Their suit may spur similar filings across the nation, whether or not it succeeds. Personal privacy rights are moving to center stage in today’s cyber-driven world. For years, local police departments and other government agencies have supplemented their budgets by selling the personal information of crash victims as public records. Report sales can earn quite a bit of money for cash-strapped departments and agencies. It’s a revenue stream they want to protect.

But who are the “customers” of the report sales? The U.S. Supreme Court authorized attorneys to advertise for clients in 1974. America’s “personal injury machine” has exploded since then. Shady lawyers, chiropractors, body shops and others use the crash reports to identify crash victims. They hound the victims. The goal is to lure them into getting unneeded — and sometimes medically dangerous — injury “treatment.” Auto insurers are billed for inflated claims. The lawyers may falsely sue insurers to extract yet more money.

It’s a booming scam industry in many states around the U.S.

Access to public records is a crucial to our democratic governance.
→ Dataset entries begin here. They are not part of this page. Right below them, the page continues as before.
pub mod constants;
pub mod engine;
pub mod levels;
pub mod narrative;
pub mod rng;
pub mod types;
use std::io::{self, Write};

use serde::Serialize;

use crate::annotation::{ExportTable, StoreStats};
use crate::app::{
    BackfillResult, ClearResponsesResult, ClearResult, FetchResult, InfoResult, ListResult,
    ProgressEvent, ProgressSink, QueryResult, StatsResult,
};

#[derive(Debug, Clone, Copy)]
pub enum OutputMode {
    Interactive,
    NonInteractive,
}

pub struct JsonOutput;

impl JsonOutput {
    pub fn print_list(result: &ListResult) -> io::Result<()> {
        Self::print_json(result)
    }

    pub fn print_info(result: &InfoResult) -> io::Result<()> {
        Self::print_json(result)
    }

    pub fn print_fetch(result: &FetchResult) -> io::Result<()> {
        Self::print_json(result)
    }

    pub fn print_clear(result: &ClearResult) -> io::Result<()> {
        Self::print_json(result)
    }

    pub fn print_query(result: &QueryResult) -> io::Result<()> {
        Self::print_json(result)
    }

    pub fn print_stats(result: &StatsResult) -> io::Result<()> {
        Self::print_json(result)
    }

    pub fn print_backfill(result: &BackfillResult) -> io::Result<()> {
        Self::print_json(result)
    }

    pub fn print_clear_responses(result: &ClearResponsesResult) -> io::Result<()> {
        Self::print_json(result)
    }

    /// One JSON object per row, keyed by the export headers.
    pub fn print_export(table: &ExportTable) -> io::Result<()> {
        Self::print_json(&table.records())
    }

    fn print_json<T: Serialize>(value: &T) -> io::Result<()> {
        let json = serde_json::to_string_pretty(value).map_err(io::Error::other)?;
        let mut stdout = io::stdout().lock();
        stdout.write_all(json.as_bytes())?;
        stdout.write_all(b"\n")?;
        Ok(())
    }
}

impl ProgressSink for JsonOutput {
    fn event(&self, _event: ProgressEvent) {}
}

/// Plain-text summaries for terminals; progress goes to stderr.
pub struct TextOutput;

impl TextOutput {
    pub fn print_fetch(result: &FetchResult) -> io::Result<()> {
        let mut stdout = io::stdout().lock();
        for item in &result.items {
            let rows = item
                .rows
                .map(|rows| format!(" ({rows} rows)"))
                .unwrap_or_default();
            writeln!(stdout, "{} [{}]{rows}", item.key, item.action)?;
            if let Some(path) = &item.project_path {
                writeln!(stdout, "  project: {path}")?;
            }
            if let Some(path) = &item.cache_path {
                writeln!(stdout, "  cache:   {path}")?;
            }
        }
        Ok(())
    }

    pub fn print_list(result: &ListResult) -> io::Result<()> {
        let mut stdout = io::stdout().lock();
        if result.datasets.is_empty() {
            return writeln!(stdout, "no datasets");
        }
        for entry in &result.datasets {
            let mut location = Vec::new();
            if entry.project_path.is_some() {
                location.push("project");
            }
            if entry.cache_path.is_some() {
                location.push("cache");
            }
            writeln!(
                stdout,
                "{:<24} {:<7} {:<14} {}",
                entry.key,
                entry.kind,
                location.join("+"),
                entry.downloaded_at.as_deref().unwrap_or("-")
            )?;
        }
        Ok(())
    }

    pub fn print_info(result: &InfoResult) -> io::Result<()> {
        let mut stdout = io::stdout().lock();
        writeln!(stdout, "{} ({})", result.key, result.kind)?;
        if let Some(path) = &result.project_path {
            writeln!(stdout, "project:       {path}")?;
        }
        if let Some(path) = &result.cache_path {
            writeln!(stdout, "cache:         {path}")?;
        }
        if let Some(at) = &result.downloaded_at {
            writeln!(stdout, "downloaded at: {at}")?;
        }
        if let Some(tool) = &result.tool {
            writeln!(stdout, "tool:          {tool}")?;
        }
        write_stats(&mut stdout, &result.stats)
    }

    pub fn print_clear(result: &ClearResult) -> io::Result<()> {
        let mut stdout = io::stdout().lock();
        writeln!(stdout, "project store cleared")?;
        if result.cache_cleared {
            writeln!(stdout, "shared cache stores cleared")?;
        }
        Ok(())
    }

    pub fn print_query(result: &QueryResult) -> io::Result<()> {
        let mut stdout = io::stdout().lock();
        for row in &result.rows {
            writeln!(stdout, "{row}")?;
        }
        writeln!(stdout, "{} rows from {}", result.count, result.path)
    }

    pub fn print_stats(result: &StatsResult) -> io::Result<()> {
        let mut stdout = io::stdout().lock();
        writeln!(stdout, "{} ({})", result.key, result.path)?;
        write_stats(&mut stdout, &result.stats)
    }

    pub fn print_backfill(result: &BackfillResult) -> io::Result<()> {
        let report = &result.report;
        let mut stdout = io::stdout().lock();
        writeln!(stdout, "{}: {} names missing", result.key, report.missing)?;
        writeln!(stdout, "  bundled:    {}", report.from_bundled)?;
        writeln!(
            stdout,
            "  lookup:     {} ({} batches)",
            report.from_lookup, report.lookup_batches
        )?;
        writeln!(stdout, "  updated:    {}", report.rows_updated)?;
        writeln!(stdout, "  unresolved: {}", report.unresolved)
    }

    pub fn print_clear_responses(result: &ClearResponsesResult) -> io::Result<()> {
        writeln!(io::stdout(), "removed {} cached responses", result.removed)
    }

    pub fn print_export(table: &ExportTable) -> io::Result<()> {
        table
            .write_tsv(&mut io::stdout().lock())
            .map_err(io::Error::other)
    }
}

fn write_stats(out: &mut impl Write, stats: &StoreStats) -> io::Result<()> {
    writeln!(out, "rows:          {}", stats.total)?;
    writeln!(out, "genes:         {}", stats.unique_genes)?;
    writeln!(out, "annotations:   {}", stats.unique_annotations)?;
    writeln!(out, "missing names: {}", stats.missing_names)?;
    for (group, count) in &stats.groups {
        writeln!(out, "  {group}: {count}")?;
    }
    Ok(())
}

impl ProgressSink for TextOutput {
    fn event(&self, event: ProgressEvent) {
        match event.elapsed {
            Some(elapsed) => eprintln!("{} ({:.1}s)", event.message, elapsed.as_secs_f64()),
            None => eprintln!("{}", event.message),
        }
    }
}
use std::collections::{HashMap, HashSet};
use std::io::{BufRead, BufReader, Read};

use flate2::read::MultiGzDecoder;
use serde::Deserialize;

use crate::annotation::{GoAnnotation, GoDb};
use crate::error::PathwayError;
use crate::fetcher::HttpFetch;
use crate::terms::{DescriptionLookup, TermNames};

use super::{IngestOptions, IngestReport};

pub const GAF_BASE_URL: &str = "http://geneontology.org/gene-associations";
pub const QUICKGO_TERMS_URL: &str = "https://www.ebi.ac.uk/QuickGO/services/ontology/go/terms";

const GAF_MIN_COLUMNS: usize = 15;
const GZIP_MAGIC: [u8; 2] = [0x1f, 0x8b];

pub fn gaf_url(species: &str) -> String {
    format!("{GAF_BASE_URL}/goa_{species}.gaf.gz")
}

pub struct GoConnector<F: HttpFetch> {
    fetcher: F,
}

impl<F: HttpFetch> GoConnector<F> {
    pub fn new(fetcher: F) -> Self {
        Self { fetcher }
    }

    pub fn download_annotations(
        &self,
        db: &mut GoDb,
        species: &str,
        options: &IngestOptions,
        term_names: &TermNames,
    ) -> Result<IngestReport, PathwayError> {
        let bytes = self.fetcher.fetch(&gaf_url(species), &[])?;
        let parsed = parse_gaf(&bytes, options.evidence_codes.as_deref())?;
        let rows = db.bulk_upsert(&parsed.records)?;
        db.set_metadata("go_species", species)?;

        let backfill = if options.fetch_descriptions {
            let lookup = QuickGoTerms::new(&self.fetcher);
            Some(db.populate_descriptions(term_names, Some(&lookup))?)
        } else {
            None
        };
        Ok(IngestReport {
            rows,
            skipped: parsed.skipped,
            backfill,
        })
    }
}

#[derive(Debug, Default)]
pub struct GafParse {
    pub records: Vec<GoAnnotation>,
    /// Data lines dropped for being short, incomplete or filtered out.
    pub skipped: usize,
}

/// Parses a GAF 2.x payload, gzip-compressed or plain.
///
/// Within one payload the first line for a (gene, term) pair wins.
pub fn parse_gaf(bytes: &[u8], evidence_codes: Option<&[String]>) -> Result<GafParse, PathwayError> {
    let reader: Box<dyn Read + '_> = if bytes.starts_with(&GZIP_MAGIC) {
        Box::new(MultiGzDecoder::new(bytes))
    } else {
        Box::new(bytes)
    };
    let allowed = evidence_codes.filter(|codes| !codes.is_empty()).map(|codes| {
        codes
            .iter()
            .map(|code| code.trim().to_ascii_uppercase())
            .collect::<HashSet<_>>()
    });

    let mut parsed = GafParse::default();
    let mut seen = HashSet::new();
    for line in BufReader::new(reader).lines() {
        let line = line.map_err(|err| PathwayError::parse("GAF", err.to_string()))?;
        if line.starts_with('!') || line.trim().is_empty() {
            continue;
        }
        let columns = line.split('\t').collect::<Vec<_>>();
        if columns.len() < GAF_MIN_COLUMNS {
            parsed.skipped += 1;
            continue;
        }
        let gene_id = columns[1].trim();
        let go_id = columns[4].trim();
        let evidence_code = columns[6].trim();
        if gene_id.is_empty() || go_id.is_empty() {
            parsed.skipped += 1;
            continue;
        }
        if let Some(allowed) = &allowed {
            if !allowed.contains(&evidence_code.to_ascii_uppercase()) {
                parsed.skipped += 1;
                continue;
            }
        }
        if !seen.insert((gene_id.to_string(), go_id.to_string())) {
            continue;
        }
        parsed.records.push(GoAnnotation {
            gene_id: gene_id.to_string(),
            gene_symbol: columns[2].trim().to_string(),
            go_id: go_id.to_string(),
            term_name: None,
            evidence_code: evidence_code.to_string(),
            aspect: columns[8].trim().to_string(),
        });
    }
    Ok(parsed)
}

/// GO term names from the QuickGO ontology service.
pub struct QuickGoTerms<F: HttpFetch> {
    fetcher: F,
}

impl<F: HttpFetch> QuickGoTerms<F> {
    pub fn new(fetcher: F) -> Self {
        Self { fetcher }
    }
}

#[derive(Debug, Deserialize)]
struct QuickGoResponse {
    #[serde(default)]
    results: Vec<QuickGoTerm>,
}

#[derive(Debug, Deserialize)]
struct QuickGoTerm {
    id: String,
    name: Option<String>,
}

impl<F: HttpFetch> DescriptionLookup for QuickGoTerms<F> {
    fn lookup(&self, ids: &[String]) -> Result<HashMap<String, String>, PathwayError> {
        if ids.is_empty() {
            return Ok(HashMap::new());
        }
        let url = format!("{QUICKGO_TERMS_URL}/{}", ids.join(","));
        let bytes = self.fetcher.fetch(&url, &[])?;
        parse_quickgo_terms(&bytes)
    }
}

pub fn parse_quickgo_terms(bytes: &[u8]) -> Result<HashMap<String, String>, PathwayError> {
    let response: QuickGoResponse = serde_json::from_slice(bytes)
        .map_err(|err| PathwayError::parse("QuickGO", err.to_string()))?;
    Ok(response
        .results
        .into_iter()
        .filter_map(|term| term.name.map(|name| (term.id, name)))
        .collect())
}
Yet does the mere fact that you’re involved in a collision give someone the right to access your home address, phone number, drivers license number, date of birth, email and other sensitive personal information?

For all practical purposes, local law enforcement is feeding personal-injury mills by offering up your sensitive information for sale and profit. Do we need more state laws limiting this practice? Or do existing laws simply need better enforcement? Or both?

President Clinton signed into law the Driver’s Privacy Protection Act of 1994. It allows disclosure of personal information only with the person’s express consent. However, the law has many loopholes. Many states (including Tennessee) have similar privacy laws, though enforcement is minimal at best.

The Coalition supports reasonable limits such as a 30-day blackout period for outsider access to crash reports. It’s an uphill battle, however. Budget-minded pushback by state agencies often stalls state legislation limiting access to the reports. Sadly, budget concerns also trump needed policy debates over the privacy of crash victims.

We need better privacy debates, and stronger state laws. How much of our personal information do we want released by “accident”?